## Task
Lines from the beginning of the entries up to and including the one with "pub fn status(&self)" must be duplicated word for word; leave out all others.

## Task input
'''
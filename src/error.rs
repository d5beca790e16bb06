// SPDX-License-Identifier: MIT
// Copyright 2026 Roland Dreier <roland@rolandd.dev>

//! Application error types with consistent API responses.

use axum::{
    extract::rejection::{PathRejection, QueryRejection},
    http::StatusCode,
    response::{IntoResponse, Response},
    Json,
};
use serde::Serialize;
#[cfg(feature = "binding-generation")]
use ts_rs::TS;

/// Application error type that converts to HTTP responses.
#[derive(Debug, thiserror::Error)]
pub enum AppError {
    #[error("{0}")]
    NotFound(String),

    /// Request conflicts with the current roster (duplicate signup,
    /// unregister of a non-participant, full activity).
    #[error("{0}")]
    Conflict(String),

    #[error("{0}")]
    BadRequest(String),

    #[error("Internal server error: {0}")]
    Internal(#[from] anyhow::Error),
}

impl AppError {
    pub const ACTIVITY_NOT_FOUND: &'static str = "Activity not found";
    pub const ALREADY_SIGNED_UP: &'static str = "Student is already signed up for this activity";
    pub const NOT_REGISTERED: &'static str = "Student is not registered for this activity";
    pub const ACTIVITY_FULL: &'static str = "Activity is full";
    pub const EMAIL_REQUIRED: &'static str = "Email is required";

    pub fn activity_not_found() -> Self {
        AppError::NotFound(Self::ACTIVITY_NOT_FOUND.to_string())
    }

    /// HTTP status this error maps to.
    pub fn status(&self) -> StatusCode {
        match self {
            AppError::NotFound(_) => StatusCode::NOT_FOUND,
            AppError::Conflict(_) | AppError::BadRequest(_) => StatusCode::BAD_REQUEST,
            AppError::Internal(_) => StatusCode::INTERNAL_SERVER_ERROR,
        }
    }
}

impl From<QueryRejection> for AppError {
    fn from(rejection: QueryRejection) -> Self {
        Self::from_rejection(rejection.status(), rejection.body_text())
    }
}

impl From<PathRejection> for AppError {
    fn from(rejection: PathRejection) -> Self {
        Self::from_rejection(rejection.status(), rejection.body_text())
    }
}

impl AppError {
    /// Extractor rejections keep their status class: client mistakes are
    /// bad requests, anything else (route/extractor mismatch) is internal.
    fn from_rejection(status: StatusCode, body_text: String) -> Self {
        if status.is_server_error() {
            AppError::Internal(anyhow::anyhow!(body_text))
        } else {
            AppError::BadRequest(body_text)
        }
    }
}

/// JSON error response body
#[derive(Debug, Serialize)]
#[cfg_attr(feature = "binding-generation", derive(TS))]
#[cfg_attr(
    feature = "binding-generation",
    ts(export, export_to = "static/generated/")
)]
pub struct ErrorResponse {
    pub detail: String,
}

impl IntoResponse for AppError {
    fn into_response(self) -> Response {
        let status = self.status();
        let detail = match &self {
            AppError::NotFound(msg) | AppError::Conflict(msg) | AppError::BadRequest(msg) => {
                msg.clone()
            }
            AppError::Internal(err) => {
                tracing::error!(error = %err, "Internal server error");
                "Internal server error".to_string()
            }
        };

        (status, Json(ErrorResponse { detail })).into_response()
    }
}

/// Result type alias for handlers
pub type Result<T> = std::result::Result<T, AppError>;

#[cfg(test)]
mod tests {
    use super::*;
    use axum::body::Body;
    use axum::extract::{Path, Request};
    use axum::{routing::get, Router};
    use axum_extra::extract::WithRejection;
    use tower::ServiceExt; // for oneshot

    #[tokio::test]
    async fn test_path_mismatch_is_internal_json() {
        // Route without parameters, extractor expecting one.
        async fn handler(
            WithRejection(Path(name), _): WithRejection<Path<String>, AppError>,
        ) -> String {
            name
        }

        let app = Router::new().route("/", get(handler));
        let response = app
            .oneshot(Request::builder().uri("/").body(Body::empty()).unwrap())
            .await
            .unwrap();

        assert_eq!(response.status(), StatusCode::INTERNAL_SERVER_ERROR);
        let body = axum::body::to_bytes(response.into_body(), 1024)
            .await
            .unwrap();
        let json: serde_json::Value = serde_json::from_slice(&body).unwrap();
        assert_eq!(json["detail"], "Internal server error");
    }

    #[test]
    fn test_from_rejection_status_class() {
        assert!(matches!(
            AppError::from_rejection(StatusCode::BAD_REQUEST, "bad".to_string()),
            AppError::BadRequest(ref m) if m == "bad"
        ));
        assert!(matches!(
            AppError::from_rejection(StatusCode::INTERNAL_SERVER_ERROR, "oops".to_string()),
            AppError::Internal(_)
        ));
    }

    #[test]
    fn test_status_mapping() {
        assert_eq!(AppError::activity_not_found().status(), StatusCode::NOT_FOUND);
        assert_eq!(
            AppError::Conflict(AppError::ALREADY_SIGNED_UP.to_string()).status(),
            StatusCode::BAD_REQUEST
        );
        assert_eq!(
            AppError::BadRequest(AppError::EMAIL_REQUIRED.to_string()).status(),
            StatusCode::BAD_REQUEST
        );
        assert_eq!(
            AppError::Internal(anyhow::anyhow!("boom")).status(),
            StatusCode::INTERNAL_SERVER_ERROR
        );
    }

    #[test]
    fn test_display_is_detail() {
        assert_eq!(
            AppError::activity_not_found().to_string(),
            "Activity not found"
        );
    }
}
'''
## Response to the exercise
filename src/error.rs
repository d5beca790e16bb06
// SPDX-License-Identifier: MIT
// Copyright 2026 Roland Dreier <roland@rolandd.dev>

//! Application error types with consistent API responses.

use axum::{
    extract::rejection::{PathRejection, QueryRejection},
    http::StatusCode,
    response::{IntoResponse, Response},
    Json,
};
use serde::Serialize;
#[cfg(feature = "binding-generation")]
use ts_rs::TS;

/// Application error type that converts to HTTP responses.
#[derive(Debug, thiserror::Error)]
pub enum AppError {
    #[error("{0}")]
    NotFound(String),

    /// Request conflicts with the current roster (duplicate signup,
    /// unregister of a non-participant, full activity).
    #[error("{0}")]
    Conflict(String),

    #[error("{0}")]
    BadRequest(String),

    #[error("Internal server error: {0}")]
    Internal(#[from] anyhow::Error),
}

impl AppError {
    pub const ACTIVITY_NOT_FOUND: &'static str = "Activity not found";
    pub const ALREADY_SIGNED_UP: &'static str = "Student is already signed up for this activity";
    pub const NOT_REGISTERED: &'static str = "Student is not registered for this activity";
    pub const ACTIVITY_FULL: &'static str = "Activity is full";
    pub const EMAIL_REQUIRED: &'static str = "Email is required";

    pub fn activity_not_found() -> Self {
        AppError::NotFound(Self::ACTIVITY_NOT_FOUND.to_string())
    }

    /// HTTP status this error maps to.
    pub fn status(&self) -> StatusCode {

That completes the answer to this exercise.